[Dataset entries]
================================

//! Session history of completed rewrites.
//!
//! Entries are append-only: once recorded they are never modified. The
//! history lives in memory for the session and can optionally be mirrored to
//! a JSON Lines log file via [`HistoryLog`].

mod log;

use chrono::{DateTime, Utc};
use serde::{Deserialize, Serialize};

use crate::rewrite::{RewriteRequest, RewriteResult};

pub use log::HistoryLog;

/// One completed rewrite.
#[derive(Debug, Clone, PartialEq, Eq, Serialize, Deserialize)]
pub struct HistoryEntry {
    /// When the rewrite completed.
    pub timestamp: DateTime<Utc>,
    /// Tone label (e.g. `formal`).
    pub tone: String,
    /// Target language.
    pub language: String,
    /// Original feedback text.
    pub original: String,
    /// Rewritten text shown to the user.
    pub rewritten: String,
    /// Candidate identifier or `fallback`.
    pub source_model: String,
    /// Whether a backend candidate produced the text.
    pub succeeded: bool,
}

impl HistoryEntry {
    /// Builds an entry from a request and its result.
    #[must_use]
    pub fn new(timestamp: DateTime<Utc>, request: &RewriteRequest, result: &RewriteResult) -> Self {
        Self {
            timestamp,
            tone: request.tone().label().to_owned(),
            language: request.target_language().to_owned(),
            original: request.original_text().to_owned(),
            rewritten: result.text().to_owned(),
            source_model: result.source_model().to_owned(),
            succeeded: result.succeeded(),
        }
    }
}

/// Append-only list of rewrites made during one session.
#[derive(Debug, Clone, Default, PartialEq, Eq)]
pub struct SessionHistory {
    entries: Vec<HistoryEntry>,
}

impl SessionHistory {
    /// Creates an empty history.
    #[must_use]
    pub fn new() -> Self {
        Self::default()
    }

    /// Records a rewrite timestamped with the current time and returns the
    /// new entry.
    pub fn record(&mut self, request: &RewriteRequest, result: &RewriteResult) -> HistoryEntry {
        self.record_at(Utc::now(), request, result)
    }

    /// Records a rewrite with an explicit timestamp.
    pub fn record_at(
        &mut self,
        timestamp: DateTime<Utc>,
        request: &RewriteRequest,
        result: &RewriteResult,
    ) -> HistoryEntry {
        let entry = HistoryEntry::new(timestamp, request, result);
        self.entries.push(entry.clone());
        entry
    }

    /// Recorded entries, oldest first.
    #[must_use]
    pub fn entries(&self) -> &[HistoryEntry] {
        self.entries.as_slice()
    }

    /// Number of recorded entries.
    #[must_use]
    pub const fn len(&self) -> usize {
        self.entries.len()
    }

    /// Whether nothing has been recorded yet.
    #[must_use]
    pub const fn is_empty(&self) -> bool {
        self.entries.is_empty()
    }
}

================================

:: Activity ::
The entries are to be duplicated exactly, with nothing changed.

:: Written solution ::
//! Session history of completed rewrites.
//!
//! Entries are append-only: once recorded they are never modified. The
//! history lives in memory for the session and can optionally be mirrored to
//! a JSON Lines log file via [`HistoryLog`].

mod log;

use chrono::{DateTime, Utc};
use serde::{Deserialize, Serialize};

use crate::rewrite::{RewriteRequest, RewriteResult};

pub use log::HistoryLog;

/// One completed rewrite.
#[derive(Debug, Clone, PartialEq, Eq, Serialize, Deserialize)]
pub struct HistoryEntry {
    /// When the rewrite completed.
    pub timestamp: DateTime<Utc>,
    /// Tone label (e.g. `formal`).
    pub tone: String,
    /// Target language.
    pub language: String,
    /// Original feedback text.
    pub original: String,
    /// Rewritten text shown to the user.
    pub rewritten: String,
    /// Candidate identifier or `fallback`.
    pub source_model: String,
    /// Whether a backend candidate produced the text.
    pub succeeded: bool,
}

impl HistoryEntry {
    /// Builds an entry from a request and its result.
    #[must_use]
    pub fn new(timestamp: DateTime<Utc>, request: &RewriteRequest, result: &RewriteResult) -> Self {
        Self {
            timestamp,
            tone: request.tone().label().to_owned(),
            language: request.target_language().to_owned(),
            original: request.original_text().to_owned(),
            rewritten: result.text().to_owned(),
            source_model: result.source_model().to_owned(),
            succeeded: result.succeeded(),
        }
    }
}

/// Append-only list of rewrites made during one session.
#[derive(Debug, Clone, Default, PartialEq, Eq)]
pub struct SessionHistory {
    entries: Vec<HistoryEntry>,
}

impl SessionHistory {
    /// Creates an empty history.
    #[must_use]
    pub fn new() -> Self {
        Self::default()
    }

    /// Records a rewrite timestamped with the current time and returns the
    /// new entry.
    pub fn record(&mut self, request: &RewriteRequest, result: &RewriteResult) -> HistoryEntry {
        self.record_at(Utc::now(), request, result)
    }

    /// Records a rewrite with an explicit timestamp.
    pub fn record_at(
        &mut self,
        timestamp: DateTime<Utc>,
        request: &RewriteRequest,
        result: &RewriteResult,
    ) -> HistoryEntry {
        let entry = HistoryEntry::new(timestamp, request, result);
        self.entries.push(entry.clone());
        entry
    }

    /// Recorded entries, oldest first.
    #[must_use]
    pub fn entries(&self) -> &[HistoryEntry] {
        self.entries.as_slice()
    }

    /// Number of recorded entries.
    #[must_use]
    pub const fn len(&self) -> usize {
        self.entries.len()
    }

    /// Whether nothing has been recorded yet.
    #[must_use]
    pub const fn is_empty(&self) -> bool {
        self.entries.is_empty()
    }
}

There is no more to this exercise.